| ASSIGNMENT |
Determine the number of lines in the data that include the word "match", and write only that number.

+++ EXERCISE INPUTS +++

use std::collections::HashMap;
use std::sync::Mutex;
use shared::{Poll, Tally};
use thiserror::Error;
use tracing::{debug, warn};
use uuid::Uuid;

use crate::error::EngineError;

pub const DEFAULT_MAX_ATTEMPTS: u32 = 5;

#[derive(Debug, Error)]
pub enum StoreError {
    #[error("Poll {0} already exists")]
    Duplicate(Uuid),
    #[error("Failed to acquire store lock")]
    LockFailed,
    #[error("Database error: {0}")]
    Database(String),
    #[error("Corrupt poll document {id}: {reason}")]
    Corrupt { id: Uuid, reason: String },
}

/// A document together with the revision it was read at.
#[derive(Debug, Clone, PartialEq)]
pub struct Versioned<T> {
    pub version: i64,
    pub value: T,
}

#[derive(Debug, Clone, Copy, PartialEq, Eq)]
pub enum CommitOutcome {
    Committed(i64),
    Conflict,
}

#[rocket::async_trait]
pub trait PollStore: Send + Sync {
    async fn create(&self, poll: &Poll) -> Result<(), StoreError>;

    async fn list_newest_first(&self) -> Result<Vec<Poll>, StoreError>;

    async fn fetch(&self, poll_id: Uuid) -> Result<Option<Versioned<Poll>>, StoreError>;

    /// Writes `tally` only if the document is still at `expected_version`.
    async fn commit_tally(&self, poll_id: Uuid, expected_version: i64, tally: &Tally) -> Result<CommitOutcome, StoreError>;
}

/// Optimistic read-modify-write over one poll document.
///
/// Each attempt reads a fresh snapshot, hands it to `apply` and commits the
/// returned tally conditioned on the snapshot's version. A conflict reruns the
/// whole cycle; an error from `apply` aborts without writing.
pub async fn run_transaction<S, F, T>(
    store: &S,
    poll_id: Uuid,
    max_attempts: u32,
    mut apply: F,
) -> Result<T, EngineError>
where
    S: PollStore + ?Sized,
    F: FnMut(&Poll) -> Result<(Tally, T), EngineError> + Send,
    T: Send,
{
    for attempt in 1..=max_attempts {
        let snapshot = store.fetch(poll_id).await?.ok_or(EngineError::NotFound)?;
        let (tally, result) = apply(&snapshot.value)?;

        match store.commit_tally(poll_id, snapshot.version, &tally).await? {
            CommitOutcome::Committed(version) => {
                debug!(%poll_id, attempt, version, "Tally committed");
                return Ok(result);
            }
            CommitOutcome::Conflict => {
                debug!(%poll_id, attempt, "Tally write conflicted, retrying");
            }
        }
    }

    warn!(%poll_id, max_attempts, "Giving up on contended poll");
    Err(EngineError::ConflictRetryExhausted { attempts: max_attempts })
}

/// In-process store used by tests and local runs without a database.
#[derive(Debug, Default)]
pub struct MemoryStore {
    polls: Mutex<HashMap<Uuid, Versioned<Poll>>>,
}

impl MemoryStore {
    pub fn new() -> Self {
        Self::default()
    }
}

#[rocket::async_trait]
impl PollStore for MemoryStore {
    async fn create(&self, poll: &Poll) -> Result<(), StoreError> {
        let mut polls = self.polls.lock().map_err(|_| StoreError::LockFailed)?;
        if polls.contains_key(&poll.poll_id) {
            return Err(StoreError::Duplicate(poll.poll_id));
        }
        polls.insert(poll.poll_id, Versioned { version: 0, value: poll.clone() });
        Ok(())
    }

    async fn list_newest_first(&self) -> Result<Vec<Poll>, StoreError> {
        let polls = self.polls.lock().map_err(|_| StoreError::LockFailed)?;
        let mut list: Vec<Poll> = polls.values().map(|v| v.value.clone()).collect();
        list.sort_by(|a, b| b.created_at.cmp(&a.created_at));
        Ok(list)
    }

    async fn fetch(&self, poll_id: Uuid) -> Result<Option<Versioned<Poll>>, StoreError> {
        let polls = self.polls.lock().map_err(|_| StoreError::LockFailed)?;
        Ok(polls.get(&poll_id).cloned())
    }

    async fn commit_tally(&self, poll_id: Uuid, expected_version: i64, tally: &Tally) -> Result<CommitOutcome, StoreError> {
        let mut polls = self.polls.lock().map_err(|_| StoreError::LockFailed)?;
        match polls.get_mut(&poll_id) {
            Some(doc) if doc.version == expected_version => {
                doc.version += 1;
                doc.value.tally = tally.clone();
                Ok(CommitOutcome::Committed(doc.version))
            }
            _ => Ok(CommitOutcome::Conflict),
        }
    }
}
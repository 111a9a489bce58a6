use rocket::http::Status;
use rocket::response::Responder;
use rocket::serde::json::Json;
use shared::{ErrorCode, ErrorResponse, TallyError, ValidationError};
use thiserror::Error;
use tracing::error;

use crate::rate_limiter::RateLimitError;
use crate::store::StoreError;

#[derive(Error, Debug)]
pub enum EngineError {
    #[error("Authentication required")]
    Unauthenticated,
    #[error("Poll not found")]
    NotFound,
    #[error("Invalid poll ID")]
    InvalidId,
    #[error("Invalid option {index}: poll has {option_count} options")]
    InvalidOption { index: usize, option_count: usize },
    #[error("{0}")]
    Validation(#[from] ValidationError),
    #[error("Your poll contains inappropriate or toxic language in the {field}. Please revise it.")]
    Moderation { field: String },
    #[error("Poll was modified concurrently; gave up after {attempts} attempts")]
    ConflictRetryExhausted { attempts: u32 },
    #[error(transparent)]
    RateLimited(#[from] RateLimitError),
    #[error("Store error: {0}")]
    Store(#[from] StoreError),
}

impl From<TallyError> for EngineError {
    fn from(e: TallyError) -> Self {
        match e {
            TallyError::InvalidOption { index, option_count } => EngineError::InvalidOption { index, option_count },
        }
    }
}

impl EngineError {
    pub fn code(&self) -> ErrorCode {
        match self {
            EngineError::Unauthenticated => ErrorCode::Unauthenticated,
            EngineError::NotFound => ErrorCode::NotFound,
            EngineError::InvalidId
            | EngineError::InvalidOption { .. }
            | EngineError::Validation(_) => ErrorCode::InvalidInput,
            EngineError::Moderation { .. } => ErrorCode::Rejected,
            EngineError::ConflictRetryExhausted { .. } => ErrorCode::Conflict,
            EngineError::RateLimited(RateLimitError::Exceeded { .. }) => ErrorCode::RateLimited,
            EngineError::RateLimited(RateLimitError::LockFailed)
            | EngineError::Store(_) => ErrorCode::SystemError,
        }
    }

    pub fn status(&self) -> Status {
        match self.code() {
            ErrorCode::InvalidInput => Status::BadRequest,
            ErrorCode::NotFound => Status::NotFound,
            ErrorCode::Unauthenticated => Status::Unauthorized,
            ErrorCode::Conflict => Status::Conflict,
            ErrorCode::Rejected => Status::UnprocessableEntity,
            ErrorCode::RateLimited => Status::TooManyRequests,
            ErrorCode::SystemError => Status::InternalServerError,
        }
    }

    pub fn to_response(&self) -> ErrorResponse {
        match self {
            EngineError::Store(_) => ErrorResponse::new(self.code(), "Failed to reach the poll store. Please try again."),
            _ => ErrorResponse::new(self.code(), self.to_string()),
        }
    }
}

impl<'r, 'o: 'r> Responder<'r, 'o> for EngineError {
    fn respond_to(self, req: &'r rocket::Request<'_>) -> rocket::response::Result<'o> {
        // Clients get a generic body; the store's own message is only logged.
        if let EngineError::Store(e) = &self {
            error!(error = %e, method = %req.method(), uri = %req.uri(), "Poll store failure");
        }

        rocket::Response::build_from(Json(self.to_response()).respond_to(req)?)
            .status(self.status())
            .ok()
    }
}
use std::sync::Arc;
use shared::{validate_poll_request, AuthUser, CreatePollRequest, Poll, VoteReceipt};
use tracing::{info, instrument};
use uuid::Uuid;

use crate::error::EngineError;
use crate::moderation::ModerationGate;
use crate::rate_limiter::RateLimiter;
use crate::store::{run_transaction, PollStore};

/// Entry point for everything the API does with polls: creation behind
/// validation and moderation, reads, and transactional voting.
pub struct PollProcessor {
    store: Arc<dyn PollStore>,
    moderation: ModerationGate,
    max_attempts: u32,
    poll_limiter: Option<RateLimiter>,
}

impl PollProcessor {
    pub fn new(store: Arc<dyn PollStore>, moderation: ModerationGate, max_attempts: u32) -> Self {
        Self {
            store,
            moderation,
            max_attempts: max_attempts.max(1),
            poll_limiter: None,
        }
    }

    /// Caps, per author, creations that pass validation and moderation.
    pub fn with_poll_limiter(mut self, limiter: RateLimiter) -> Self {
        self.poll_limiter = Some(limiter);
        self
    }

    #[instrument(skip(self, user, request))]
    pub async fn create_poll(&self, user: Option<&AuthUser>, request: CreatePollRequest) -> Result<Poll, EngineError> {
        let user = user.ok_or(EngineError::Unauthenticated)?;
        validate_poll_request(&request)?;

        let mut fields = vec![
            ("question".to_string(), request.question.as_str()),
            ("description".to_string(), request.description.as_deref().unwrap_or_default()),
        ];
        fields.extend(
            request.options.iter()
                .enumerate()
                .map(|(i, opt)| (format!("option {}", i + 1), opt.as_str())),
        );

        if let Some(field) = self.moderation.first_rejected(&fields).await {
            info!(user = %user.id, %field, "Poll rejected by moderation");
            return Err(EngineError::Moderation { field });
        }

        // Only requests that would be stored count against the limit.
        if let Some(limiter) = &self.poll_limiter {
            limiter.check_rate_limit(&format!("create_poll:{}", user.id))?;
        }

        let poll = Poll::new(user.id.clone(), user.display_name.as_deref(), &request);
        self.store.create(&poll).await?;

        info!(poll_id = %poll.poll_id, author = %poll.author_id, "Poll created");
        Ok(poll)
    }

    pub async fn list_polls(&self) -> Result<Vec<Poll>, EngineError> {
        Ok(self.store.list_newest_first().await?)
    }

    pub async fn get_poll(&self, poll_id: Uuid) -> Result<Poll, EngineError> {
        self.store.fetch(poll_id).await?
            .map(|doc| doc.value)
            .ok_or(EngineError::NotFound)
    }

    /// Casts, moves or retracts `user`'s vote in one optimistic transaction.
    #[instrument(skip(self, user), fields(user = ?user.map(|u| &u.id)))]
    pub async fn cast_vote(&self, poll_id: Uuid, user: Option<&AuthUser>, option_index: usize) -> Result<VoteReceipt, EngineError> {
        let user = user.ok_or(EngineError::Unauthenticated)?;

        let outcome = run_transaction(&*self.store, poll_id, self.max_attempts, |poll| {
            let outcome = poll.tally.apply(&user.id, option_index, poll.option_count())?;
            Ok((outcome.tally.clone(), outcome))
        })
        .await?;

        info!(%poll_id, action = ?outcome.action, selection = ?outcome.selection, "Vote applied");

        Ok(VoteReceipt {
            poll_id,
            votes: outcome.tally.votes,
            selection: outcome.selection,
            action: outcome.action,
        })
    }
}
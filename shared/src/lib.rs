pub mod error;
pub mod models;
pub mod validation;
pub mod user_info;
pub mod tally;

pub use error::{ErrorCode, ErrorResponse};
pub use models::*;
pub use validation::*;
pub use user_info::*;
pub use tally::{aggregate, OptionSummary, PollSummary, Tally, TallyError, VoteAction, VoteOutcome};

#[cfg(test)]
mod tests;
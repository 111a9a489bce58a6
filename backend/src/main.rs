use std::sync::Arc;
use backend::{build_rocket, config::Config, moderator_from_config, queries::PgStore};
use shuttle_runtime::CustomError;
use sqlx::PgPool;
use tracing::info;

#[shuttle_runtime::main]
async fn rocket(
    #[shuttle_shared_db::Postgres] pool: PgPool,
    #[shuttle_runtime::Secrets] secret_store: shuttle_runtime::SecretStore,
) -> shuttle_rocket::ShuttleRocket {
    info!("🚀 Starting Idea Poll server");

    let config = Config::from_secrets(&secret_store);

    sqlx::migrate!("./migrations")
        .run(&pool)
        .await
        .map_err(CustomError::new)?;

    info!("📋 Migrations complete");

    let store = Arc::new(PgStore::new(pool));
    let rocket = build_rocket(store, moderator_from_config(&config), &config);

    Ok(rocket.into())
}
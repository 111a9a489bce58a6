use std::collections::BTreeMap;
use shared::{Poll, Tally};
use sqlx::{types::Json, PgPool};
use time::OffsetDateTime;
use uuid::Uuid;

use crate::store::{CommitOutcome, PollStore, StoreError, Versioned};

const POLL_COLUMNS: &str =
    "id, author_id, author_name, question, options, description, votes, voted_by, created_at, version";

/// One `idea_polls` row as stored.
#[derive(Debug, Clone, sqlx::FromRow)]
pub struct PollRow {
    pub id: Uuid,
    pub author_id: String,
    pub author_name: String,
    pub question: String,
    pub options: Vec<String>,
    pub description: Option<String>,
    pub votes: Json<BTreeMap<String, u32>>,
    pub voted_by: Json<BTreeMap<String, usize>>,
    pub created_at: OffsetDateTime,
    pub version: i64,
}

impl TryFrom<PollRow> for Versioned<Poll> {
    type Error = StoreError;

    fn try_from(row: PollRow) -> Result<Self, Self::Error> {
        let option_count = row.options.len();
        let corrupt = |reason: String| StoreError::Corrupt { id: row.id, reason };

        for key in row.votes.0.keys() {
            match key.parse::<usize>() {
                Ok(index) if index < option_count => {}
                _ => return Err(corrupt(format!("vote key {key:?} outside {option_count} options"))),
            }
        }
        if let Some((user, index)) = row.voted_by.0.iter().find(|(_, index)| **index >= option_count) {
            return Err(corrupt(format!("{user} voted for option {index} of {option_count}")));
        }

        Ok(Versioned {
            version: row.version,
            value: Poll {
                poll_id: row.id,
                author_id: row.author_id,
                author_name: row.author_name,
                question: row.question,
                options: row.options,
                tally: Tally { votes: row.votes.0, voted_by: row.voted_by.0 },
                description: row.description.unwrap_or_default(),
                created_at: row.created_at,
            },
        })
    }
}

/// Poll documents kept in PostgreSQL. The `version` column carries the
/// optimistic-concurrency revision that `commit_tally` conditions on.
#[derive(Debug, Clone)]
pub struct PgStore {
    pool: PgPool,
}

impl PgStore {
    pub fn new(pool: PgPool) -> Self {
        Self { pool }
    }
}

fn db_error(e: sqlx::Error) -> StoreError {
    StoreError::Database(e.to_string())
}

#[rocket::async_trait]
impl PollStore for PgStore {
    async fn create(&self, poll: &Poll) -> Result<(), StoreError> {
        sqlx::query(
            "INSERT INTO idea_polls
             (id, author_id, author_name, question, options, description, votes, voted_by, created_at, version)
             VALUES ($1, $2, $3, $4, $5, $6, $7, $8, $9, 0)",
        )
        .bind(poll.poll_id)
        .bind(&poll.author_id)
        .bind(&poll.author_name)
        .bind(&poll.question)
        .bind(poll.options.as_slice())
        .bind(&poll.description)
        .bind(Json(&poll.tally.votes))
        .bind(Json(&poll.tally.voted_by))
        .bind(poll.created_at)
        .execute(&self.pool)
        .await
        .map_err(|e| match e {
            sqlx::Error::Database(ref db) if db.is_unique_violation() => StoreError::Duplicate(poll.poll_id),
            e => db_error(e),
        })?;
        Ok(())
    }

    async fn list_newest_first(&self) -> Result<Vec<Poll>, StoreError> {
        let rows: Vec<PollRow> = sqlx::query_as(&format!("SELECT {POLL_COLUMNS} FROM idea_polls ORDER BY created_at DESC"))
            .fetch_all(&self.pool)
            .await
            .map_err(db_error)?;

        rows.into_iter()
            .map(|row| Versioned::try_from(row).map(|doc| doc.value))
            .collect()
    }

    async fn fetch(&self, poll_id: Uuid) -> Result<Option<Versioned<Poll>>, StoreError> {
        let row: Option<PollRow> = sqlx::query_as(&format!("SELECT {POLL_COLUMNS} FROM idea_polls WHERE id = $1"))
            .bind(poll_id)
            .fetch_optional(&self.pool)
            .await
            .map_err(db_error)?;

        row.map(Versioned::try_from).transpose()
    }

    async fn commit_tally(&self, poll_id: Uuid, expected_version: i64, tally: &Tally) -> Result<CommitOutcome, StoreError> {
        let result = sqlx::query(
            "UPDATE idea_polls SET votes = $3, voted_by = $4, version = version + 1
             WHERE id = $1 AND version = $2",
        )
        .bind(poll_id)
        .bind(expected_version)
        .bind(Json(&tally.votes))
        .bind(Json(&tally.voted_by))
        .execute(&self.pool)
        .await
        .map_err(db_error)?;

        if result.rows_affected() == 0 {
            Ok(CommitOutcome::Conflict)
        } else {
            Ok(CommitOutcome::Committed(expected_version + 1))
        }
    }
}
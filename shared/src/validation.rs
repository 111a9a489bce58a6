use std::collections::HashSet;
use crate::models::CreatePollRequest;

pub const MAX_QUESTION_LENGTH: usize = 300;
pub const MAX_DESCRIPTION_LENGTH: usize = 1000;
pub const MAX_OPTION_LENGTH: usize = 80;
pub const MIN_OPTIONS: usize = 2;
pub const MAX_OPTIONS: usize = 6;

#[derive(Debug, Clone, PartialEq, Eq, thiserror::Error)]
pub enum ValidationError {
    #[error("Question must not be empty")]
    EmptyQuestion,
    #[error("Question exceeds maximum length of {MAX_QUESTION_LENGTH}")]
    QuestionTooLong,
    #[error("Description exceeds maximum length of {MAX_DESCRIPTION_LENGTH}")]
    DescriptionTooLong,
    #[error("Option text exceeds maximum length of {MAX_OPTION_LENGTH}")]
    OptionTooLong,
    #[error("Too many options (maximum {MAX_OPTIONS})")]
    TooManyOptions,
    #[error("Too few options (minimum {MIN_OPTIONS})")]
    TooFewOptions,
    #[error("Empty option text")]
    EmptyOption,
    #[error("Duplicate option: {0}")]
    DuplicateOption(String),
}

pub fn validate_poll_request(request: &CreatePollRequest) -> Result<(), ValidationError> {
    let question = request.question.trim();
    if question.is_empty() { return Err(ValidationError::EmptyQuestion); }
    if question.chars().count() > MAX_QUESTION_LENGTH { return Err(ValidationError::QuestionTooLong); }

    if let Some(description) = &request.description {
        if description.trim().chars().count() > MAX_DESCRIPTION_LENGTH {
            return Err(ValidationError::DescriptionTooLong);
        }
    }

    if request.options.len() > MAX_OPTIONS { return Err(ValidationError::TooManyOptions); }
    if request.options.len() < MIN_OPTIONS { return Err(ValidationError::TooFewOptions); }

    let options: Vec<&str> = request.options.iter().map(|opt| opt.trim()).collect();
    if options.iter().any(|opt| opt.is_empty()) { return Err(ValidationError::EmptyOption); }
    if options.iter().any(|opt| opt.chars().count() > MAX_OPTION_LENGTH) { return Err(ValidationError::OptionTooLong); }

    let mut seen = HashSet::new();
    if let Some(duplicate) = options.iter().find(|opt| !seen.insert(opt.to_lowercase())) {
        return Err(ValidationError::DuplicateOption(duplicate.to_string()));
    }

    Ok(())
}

+++

| OUTPUT OF THE EXERCISE |
8